Salesforce, Google Cloud Expand Partnership for End-to-End AI Agents
Serge Bulaev
Salesforce and Google Cloud have expanded their partnership to offer AI agents across platforms like Slack, Google Workspace, and Salesforce CRM. These agents use connectors to interact with emails, files, and other tools, and rely on memory to keep track of user and project details. Studies from 2025-2026 suggest that better connectors and memory may boost productivity more than just improving the AI model itself. Experts warn that issues like outdated memories and mismatches between AI tools and company systems could still limit results. No company appears to have a perfect system yet, but improving these harnesses is becoming a key priority.

The expanded Salesforce and Google Cloud partnership for end-to-end AI agents marks a pivotal shift in enterprise automation, moving AI from simple chatbots to powerful tools that execute real work. While the AI model is important, this collaboration emphasizes that the "harness" - the connectors and memory - is equally critical. This joint effort promises seamless agent operation across Slack, Google Workspace, and Salesforce CRM with shared context, representing a significant development in enterprise AI integration.
An AI harness consists of two primary components. Connectors enable a language model to interact with business systems by reading and writing data in emails, files, and support tickets. Memory provides persistent user and project context, preventing the AI from repeatedly requesting the same information. Slack describes this capability as "agent-ready access to conversational data," using its Real-Time Search and Model Context Protocol to expose data to external agents securely. Industry observations suggest that improving an AI's connectors and memory can yield significant productivity gains compared to simply upgrading to a more powerful language model.
Why Connectors and Memory Are Crucial for Enterprise AI
Connectors and memory, collectively known as the 'harness,' are critical for enterprise AI. They allow language models to perform concrete actions by reading and writing to business systems like email and CRM. This integration translates abstract reasoning into tangible productivity gains, often surpassing improvements from model upgrades alone.
Connectors are the bridge between an LLM's abstract reasoning and concrete business actions. For instance, Google's Gemini Enterprise can draft documents, analyze Sheets data, and schedule Calendar events within a single workflow. Similarly, Salesforce's Agentforce can surface deal alerts in Slack, allowing a salesperson to approve a discount without switching applications. These are advancements in orchestration, not just model capability.
The impact of these integrated systems is significant, with organizations reporting substantial improvements in task efficiency, benchmark performance increases when pairing models with specialized agent harnesses, and enhanced product velocity by using organizational memory to eliminate repetitive processes.

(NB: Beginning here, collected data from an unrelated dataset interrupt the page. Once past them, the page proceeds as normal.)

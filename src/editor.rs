//! Editor side of the schema manifest.
//!
//! The editor renders input controls from the JSON manifest produced by
//! [`ControlSchema::to_manifest`](crate::schema::ControlSchema::to_manifest).
//! A manifest may come from a newer engine, so anything this reader does not
//! understand becomes a [`PanelItem::Warning`] in place, and reading continues
//! with the next sibling.

use std::fmt;

use serde_json::Value;

use crate::field::FieldType;
use crate::settings::KeyPath;

/// One line of an editor panel, in manifest order.
#[derive(Debug, Clone, PartialEq)]
pub enum PanelItem {
    /// Tab header.
    Tab { key: String, label: String },
    /// Group header.
    Group { path: KeyPath, label: String },
    /// An input control.
    Control(Control),
    /// A field or node the editor cannot show.
    Warning { path: KeyPath, message: String },
}

/// An input control for one field.
#[derive(Debug, Clone, PartialEq)]
pub struct Control {
    /// Where the editor writes the value back.
    pub path: KeyPath,
    pub field_type: FieldType,
    pub label: String,
    pub default: Value,
    pub responsive: bool,
}

impl fmt::Display for PanelItem {
    fn fmt(&self, f: &mut fmt::Formatter<'_>) -> fmt::Result {
        match self {
            PanelItem::Tab { key, label } => write!(f, "[tab {key}] {label}"),
            PanelItem::Group { path, label } => write!(f, "[group {path}] {label}"),
            PanelItem::Control(c) => {
                write!(f, "  {} ({}) {}", c.path, c.field_type.name(), c.label)?;
                if c.responsive {
                    f.write_str(" [responsive]")?;
                }
                Ok(())
            }
            PanelItem::Warning { path, message } => write!(f, "  ! {path}: {message}"),
        }
    }
}

/// Walk a manifest into panel items.
pub fn read_manifest(manifest: &Value) -> Vec<PanelItem> {
    let mut items = Vec::new();
    let Some(nodes) = manifest.get("nodes").and_then(Value::as_array) else {
        warn(&mut items, KeyPath::root(), "manifest has no `nodes` list".into());
        return items;
    };

    for (index, node) in nodes.iter().enumerate() {
        let key = text(node, "key");
        match node.get("kind").and_then(Value::as_str) {
            Some("tab") => {
                items.push(PanelItem::Tab {
                    key: key.clone(),
                    label: text(node, "label"),
                });
                let tab = KeyPath::from_segments([key.as_str()]);
                for group in list(node, "groups") {
                    read_group(group, &tab, &mut items);
                }
            }
            Some("group") => read_group(node, &KeyPath::root(), &mut items),
            other => {
                let path = if key.is_empty() {
                    KeyPath::from_segments([format!("#{index}")])
                } else {
                    KeyPath::from_segments([key])
                };
                warn(&mut items, path, format!("unsupported node kind {}", describe(other)));
            }
        }
    }
    items
}

fn read_group(group: &Value, parent: &KeyPath, items: &mut Vec<PanelItem>) {
    let path = parent.child(&text(group, "key"));
    items.push(PanelItem::Group {
        path: path.clone(),
        label: text(group, "label"),
    });
    for field in list(group, "fields") {
        let field_path = path.child(&text(field, "key"));
        let type_name = field.get("type").and_then(Value::as_str);
        match type_name.and_then(FieldType::from_name) {
            Some(field_type) => items.push(PanelItem::Control(Control {
                path: field_path,
                field_type,
                label: text(field, "label"),
                default: field.get("default").cloned().unwrap_or(Value::Null),
                responsive: field.get("responsive").and_then(Value::as_bool).unwrap_or(false),
            })),
            None => warn(items, field_path, format!("unknown field type {}", describe(type_name))),
        }
    }
}

fn warn(items: &mut Vec<PanelItem>, path: KeyPath, message: String) {
    tracing::warn!(path = %path, "{message}");
    items.push(PanelItem::Warning { path, message });
}

fn text(value: &Value, key: &str) -> String {
    value.get(key).and_then(Value::as_str).unwrap_or_default().to_owned()
}

fn list<'a>(value: &'a Value, key: &str) -> impl Iterator<Item = &'a Value> {
    value.get(key).and_then(Value::as_array).into_iter().flatten()
}

fn describe(name: Option<&str>) -> String {
    match name {
        Some(name) => format!("`{name}`"),
        None => "(missing)".into(),
    }
}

The Role of Memory in Creating Stateful AI
AI memory allows agents to maintain state and context across multiple interactions. For example, an agent can cache a Slack thread and use that summary to draft a follow-up email in Gmail that is already aware of the prior conversation. Industry reports highlight that these "application layers" are responsible for critical functions like routing, permissions, and evaluation, making the harness a key determinant of enterprise success.
Common memory design patterns in current deployments include:
1. Conversation memory: Stores prior messages with timestamps.
2. Working memory: Maintains the immediate context and KV cache for active generation.
3. Episodic memory: Logs completed tasks, allowing the agent to reference past outcomes.
4. Semantic memory: Indexes policies and knowledge bases for fast, vectorized retrieval.
A table illustrating common integration stacks:
| Center of gravity | Key platform | Typical flow |
|---|---|---|
| Slack front door | Slack RTS + MCP | User asks in Slack -> agent pulls Google Drive doc -> posts summary back |
| Google productivity | Gemini Enterprise | Email triggers agent -> reads Sheets -> drafts response in Gmail |
| CRM workflows | Salesforce Agentforce | Support ticket -> agent fetches policy PDF -> writes resolution note |
Future Challenges: Guardrails and Gaps
Experts identify two primary challenges that will impact ROI in enterprise AI deployments. The first is context drift, which occurs when stored memories become outdated. To mitigate this, vendors are implementing governance layers to timestamp and rank memory relevance. The second challenge is schema misalignment between AI tools and enterprise systems, which can disrupt automations. Adding validation steps and audit trails is the key solution being developed.
While no single vendor currently offers a perfect, all-in-one harness, the evidence is clear: upgrading an AI's connectors and memory can deliver significant efficiency gains compared to just upgrading the core model. This critical insight is elevating the AI harness from a technical detail to a strategic, board-level investment.